**Provided entries:**
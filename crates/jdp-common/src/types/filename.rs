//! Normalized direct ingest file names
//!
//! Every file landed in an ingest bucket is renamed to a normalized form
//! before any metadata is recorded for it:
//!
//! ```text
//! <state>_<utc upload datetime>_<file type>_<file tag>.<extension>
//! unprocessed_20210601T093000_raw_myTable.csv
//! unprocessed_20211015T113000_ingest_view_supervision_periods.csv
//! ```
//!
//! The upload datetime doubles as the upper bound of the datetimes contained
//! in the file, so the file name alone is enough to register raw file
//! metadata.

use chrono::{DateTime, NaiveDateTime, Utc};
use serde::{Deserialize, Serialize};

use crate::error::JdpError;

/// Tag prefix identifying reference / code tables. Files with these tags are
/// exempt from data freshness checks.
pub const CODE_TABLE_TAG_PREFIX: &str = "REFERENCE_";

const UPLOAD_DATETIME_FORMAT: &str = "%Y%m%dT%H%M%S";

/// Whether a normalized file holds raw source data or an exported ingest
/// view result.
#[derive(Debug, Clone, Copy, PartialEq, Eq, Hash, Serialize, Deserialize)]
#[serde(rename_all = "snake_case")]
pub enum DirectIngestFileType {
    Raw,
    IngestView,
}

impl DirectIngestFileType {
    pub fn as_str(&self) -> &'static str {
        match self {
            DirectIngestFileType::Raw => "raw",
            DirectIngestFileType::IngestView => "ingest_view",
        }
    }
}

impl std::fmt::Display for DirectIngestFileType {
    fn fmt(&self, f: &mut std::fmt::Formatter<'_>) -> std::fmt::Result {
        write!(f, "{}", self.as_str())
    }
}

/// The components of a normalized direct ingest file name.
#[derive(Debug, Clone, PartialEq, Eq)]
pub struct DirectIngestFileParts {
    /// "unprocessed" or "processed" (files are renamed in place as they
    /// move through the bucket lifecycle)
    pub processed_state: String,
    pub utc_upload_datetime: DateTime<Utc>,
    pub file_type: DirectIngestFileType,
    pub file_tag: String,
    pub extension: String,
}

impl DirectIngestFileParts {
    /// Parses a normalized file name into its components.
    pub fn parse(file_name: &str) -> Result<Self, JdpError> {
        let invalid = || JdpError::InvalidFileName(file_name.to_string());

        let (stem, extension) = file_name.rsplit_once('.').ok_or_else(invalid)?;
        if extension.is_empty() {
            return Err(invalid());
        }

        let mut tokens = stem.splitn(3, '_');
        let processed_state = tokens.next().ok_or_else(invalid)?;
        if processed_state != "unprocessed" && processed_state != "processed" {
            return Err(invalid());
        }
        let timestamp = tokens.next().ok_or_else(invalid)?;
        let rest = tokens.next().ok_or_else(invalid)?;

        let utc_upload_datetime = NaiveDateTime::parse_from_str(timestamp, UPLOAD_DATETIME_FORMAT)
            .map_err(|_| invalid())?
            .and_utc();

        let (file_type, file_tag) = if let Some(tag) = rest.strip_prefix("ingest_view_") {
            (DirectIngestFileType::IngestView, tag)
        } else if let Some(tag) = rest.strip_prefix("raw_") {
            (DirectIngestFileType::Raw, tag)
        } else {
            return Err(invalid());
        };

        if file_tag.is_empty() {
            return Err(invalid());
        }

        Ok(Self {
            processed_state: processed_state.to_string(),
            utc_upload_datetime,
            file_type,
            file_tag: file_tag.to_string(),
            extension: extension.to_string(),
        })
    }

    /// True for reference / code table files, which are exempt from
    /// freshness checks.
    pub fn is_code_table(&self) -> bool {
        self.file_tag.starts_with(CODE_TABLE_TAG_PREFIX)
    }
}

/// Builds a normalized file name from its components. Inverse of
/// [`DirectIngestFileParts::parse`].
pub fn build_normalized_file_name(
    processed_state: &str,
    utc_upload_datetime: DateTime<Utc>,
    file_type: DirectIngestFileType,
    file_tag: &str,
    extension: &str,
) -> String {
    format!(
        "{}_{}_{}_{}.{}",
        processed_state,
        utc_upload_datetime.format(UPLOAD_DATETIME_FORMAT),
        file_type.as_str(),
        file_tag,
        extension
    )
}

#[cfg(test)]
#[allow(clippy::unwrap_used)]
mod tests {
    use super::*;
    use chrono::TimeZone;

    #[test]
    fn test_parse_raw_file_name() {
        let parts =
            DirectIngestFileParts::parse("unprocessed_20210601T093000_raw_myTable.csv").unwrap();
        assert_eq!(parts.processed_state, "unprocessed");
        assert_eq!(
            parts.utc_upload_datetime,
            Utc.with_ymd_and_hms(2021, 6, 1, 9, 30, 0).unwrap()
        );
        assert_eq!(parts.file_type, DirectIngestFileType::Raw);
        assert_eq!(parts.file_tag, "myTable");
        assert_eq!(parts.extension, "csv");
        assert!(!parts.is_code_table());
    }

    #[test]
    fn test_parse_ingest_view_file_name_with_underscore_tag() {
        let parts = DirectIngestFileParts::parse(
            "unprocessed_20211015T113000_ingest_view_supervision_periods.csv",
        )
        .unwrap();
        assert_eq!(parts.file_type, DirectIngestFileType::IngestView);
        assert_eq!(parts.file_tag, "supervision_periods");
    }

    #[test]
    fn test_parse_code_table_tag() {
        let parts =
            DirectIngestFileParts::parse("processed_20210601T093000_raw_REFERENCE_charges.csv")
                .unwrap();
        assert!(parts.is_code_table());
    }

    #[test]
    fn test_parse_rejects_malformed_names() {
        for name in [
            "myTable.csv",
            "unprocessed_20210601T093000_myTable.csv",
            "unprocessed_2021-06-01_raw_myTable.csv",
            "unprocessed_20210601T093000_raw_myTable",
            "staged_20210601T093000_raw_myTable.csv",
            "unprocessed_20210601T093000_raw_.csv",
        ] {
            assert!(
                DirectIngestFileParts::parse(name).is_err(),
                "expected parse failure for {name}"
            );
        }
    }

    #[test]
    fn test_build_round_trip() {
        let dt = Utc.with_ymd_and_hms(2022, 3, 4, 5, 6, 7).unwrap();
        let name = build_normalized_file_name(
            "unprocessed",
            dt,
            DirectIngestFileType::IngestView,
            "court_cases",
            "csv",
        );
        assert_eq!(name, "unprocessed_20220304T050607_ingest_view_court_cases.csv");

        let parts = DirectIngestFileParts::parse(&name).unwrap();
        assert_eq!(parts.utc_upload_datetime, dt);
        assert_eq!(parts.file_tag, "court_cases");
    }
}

**How to complete this task:** Among the records above, which lines hold the word "components"? Copy each one.

**Result for this exercise:**
/// The components of a normalized direct ingest file name.
    /// Parses a normalized file name into its components.
/// Builds a normalized file name from its components. Inverse of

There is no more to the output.